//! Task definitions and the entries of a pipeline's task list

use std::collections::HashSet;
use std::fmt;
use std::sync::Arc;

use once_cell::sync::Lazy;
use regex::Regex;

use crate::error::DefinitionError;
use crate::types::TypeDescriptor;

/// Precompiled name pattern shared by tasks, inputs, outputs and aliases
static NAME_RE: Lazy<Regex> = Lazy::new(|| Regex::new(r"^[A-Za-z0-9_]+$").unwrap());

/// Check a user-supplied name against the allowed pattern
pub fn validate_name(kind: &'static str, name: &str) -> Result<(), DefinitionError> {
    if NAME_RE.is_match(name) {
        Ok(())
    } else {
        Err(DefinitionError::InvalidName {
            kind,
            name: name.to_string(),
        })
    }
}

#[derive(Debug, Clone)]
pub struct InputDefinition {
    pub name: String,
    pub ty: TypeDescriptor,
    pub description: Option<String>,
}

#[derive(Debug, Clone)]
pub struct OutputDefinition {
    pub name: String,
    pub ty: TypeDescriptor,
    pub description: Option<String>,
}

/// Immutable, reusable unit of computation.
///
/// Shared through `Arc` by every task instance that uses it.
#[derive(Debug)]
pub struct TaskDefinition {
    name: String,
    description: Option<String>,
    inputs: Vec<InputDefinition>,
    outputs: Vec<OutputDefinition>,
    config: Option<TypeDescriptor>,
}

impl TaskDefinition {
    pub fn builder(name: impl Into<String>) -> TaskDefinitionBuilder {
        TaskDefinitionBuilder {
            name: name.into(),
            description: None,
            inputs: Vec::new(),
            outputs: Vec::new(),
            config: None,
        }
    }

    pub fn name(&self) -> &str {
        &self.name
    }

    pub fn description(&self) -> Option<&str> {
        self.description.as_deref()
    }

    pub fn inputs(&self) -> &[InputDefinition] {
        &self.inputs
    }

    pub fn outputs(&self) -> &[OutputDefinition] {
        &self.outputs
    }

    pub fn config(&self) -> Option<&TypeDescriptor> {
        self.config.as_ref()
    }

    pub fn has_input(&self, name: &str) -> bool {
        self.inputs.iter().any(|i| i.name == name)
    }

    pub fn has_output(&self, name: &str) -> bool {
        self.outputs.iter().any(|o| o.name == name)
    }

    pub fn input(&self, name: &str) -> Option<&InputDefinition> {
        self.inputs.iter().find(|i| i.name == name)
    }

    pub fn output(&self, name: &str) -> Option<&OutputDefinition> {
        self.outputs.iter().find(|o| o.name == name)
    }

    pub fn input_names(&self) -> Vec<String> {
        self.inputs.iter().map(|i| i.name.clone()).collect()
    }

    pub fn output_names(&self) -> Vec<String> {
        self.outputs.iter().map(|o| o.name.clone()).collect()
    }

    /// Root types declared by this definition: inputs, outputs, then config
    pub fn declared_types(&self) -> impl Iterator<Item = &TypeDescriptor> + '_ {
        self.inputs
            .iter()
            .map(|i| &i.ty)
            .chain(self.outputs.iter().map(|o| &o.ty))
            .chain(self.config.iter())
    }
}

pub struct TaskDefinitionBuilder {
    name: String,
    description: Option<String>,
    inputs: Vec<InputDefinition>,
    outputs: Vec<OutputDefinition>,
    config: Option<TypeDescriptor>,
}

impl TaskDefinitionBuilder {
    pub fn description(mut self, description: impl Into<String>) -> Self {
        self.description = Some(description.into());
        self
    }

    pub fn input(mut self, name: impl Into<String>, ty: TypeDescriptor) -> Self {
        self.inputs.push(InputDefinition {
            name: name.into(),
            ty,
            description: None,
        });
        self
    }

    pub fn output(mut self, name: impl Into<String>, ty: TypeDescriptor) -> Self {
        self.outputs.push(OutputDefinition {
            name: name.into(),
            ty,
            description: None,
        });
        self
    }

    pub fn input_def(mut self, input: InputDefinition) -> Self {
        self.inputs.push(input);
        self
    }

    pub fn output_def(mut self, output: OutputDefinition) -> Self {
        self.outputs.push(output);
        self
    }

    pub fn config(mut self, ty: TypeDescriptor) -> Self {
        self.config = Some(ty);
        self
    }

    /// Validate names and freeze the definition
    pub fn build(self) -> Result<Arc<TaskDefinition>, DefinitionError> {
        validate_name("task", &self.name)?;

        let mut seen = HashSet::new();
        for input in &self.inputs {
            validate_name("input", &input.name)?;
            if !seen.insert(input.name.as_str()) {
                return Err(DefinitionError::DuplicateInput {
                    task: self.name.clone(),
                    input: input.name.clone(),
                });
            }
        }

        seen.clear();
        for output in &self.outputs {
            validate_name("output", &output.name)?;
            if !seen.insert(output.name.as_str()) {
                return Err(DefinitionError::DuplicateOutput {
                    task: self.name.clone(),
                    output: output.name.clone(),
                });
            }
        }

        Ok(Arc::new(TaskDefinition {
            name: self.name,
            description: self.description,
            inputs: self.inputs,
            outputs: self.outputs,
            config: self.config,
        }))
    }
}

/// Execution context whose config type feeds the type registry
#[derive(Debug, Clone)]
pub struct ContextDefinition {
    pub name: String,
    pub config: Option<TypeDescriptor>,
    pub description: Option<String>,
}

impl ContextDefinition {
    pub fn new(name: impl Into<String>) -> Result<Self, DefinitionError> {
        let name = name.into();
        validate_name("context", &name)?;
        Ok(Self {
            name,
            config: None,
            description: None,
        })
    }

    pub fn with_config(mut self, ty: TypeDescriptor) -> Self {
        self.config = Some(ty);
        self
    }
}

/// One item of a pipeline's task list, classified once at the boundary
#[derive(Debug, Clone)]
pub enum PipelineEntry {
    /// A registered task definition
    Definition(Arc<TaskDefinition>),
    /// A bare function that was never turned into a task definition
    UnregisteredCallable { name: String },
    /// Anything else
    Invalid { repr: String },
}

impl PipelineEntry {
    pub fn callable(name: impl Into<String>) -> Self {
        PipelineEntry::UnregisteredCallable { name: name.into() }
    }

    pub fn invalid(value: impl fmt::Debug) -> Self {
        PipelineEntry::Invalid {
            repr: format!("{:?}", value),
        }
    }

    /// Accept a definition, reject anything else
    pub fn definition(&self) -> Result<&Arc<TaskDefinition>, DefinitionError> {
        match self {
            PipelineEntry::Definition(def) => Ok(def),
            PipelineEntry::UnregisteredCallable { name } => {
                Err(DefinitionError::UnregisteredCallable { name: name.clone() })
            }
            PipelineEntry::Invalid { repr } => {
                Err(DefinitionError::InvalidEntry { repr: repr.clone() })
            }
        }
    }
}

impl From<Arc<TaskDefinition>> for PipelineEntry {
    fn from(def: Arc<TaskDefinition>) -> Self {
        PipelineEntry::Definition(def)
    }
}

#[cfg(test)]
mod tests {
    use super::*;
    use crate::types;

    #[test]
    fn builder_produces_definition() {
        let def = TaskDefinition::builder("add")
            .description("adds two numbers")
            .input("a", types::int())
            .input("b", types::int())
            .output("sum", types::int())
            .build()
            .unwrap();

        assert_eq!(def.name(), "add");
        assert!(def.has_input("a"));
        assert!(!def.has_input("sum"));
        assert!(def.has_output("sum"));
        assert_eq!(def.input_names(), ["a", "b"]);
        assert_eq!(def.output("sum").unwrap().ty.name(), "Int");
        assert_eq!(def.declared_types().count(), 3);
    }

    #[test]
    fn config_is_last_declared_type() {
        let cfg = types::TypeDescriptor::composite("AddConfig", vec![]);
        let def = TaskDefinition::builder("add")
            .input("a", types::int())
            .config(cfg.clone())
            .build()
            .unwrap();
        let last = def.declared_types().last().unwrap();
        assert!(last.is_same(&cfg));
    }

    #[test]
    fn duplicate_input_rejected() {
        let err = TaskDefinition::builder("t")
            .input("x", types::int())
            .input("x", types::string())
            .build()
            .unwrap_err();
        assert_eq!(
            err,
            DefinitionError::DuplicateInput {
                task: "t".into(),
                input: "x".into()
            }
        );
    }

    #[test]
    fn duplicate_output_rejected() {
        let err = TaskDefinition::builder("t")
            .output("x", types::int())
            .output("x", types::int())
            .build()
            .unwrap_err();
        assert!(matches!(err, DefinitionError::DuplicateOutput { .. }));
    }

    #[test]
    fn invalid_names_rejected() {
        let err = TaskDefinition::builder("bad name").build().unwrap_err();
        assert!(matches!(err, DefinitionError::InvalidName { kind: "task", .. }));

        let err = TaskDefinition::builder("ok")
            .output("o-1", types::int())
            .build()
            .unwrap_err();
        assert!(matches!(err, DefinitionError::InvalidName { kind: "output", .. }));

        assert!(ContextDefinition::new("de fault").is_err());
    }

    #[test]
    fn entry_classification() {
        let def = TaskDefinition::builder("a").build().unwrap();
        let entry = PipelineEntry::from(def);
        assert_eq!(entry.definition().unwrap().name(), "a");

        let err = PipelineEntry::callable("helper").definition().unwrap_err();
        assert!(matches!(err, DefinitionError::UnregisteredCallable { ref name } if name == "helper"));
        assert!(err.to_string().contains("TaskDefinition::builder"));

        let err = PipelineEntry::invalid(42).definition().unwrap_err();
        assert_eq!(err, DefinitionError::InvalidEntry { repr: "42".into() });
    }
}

--

Exercise goal ▸ Filter the lines above, keeping and copying those that contain "find".

Task output ▸
        self.inputs.iter().find(|i| i.name == name)
        self.outputs.iter().find(|o| o.name == name)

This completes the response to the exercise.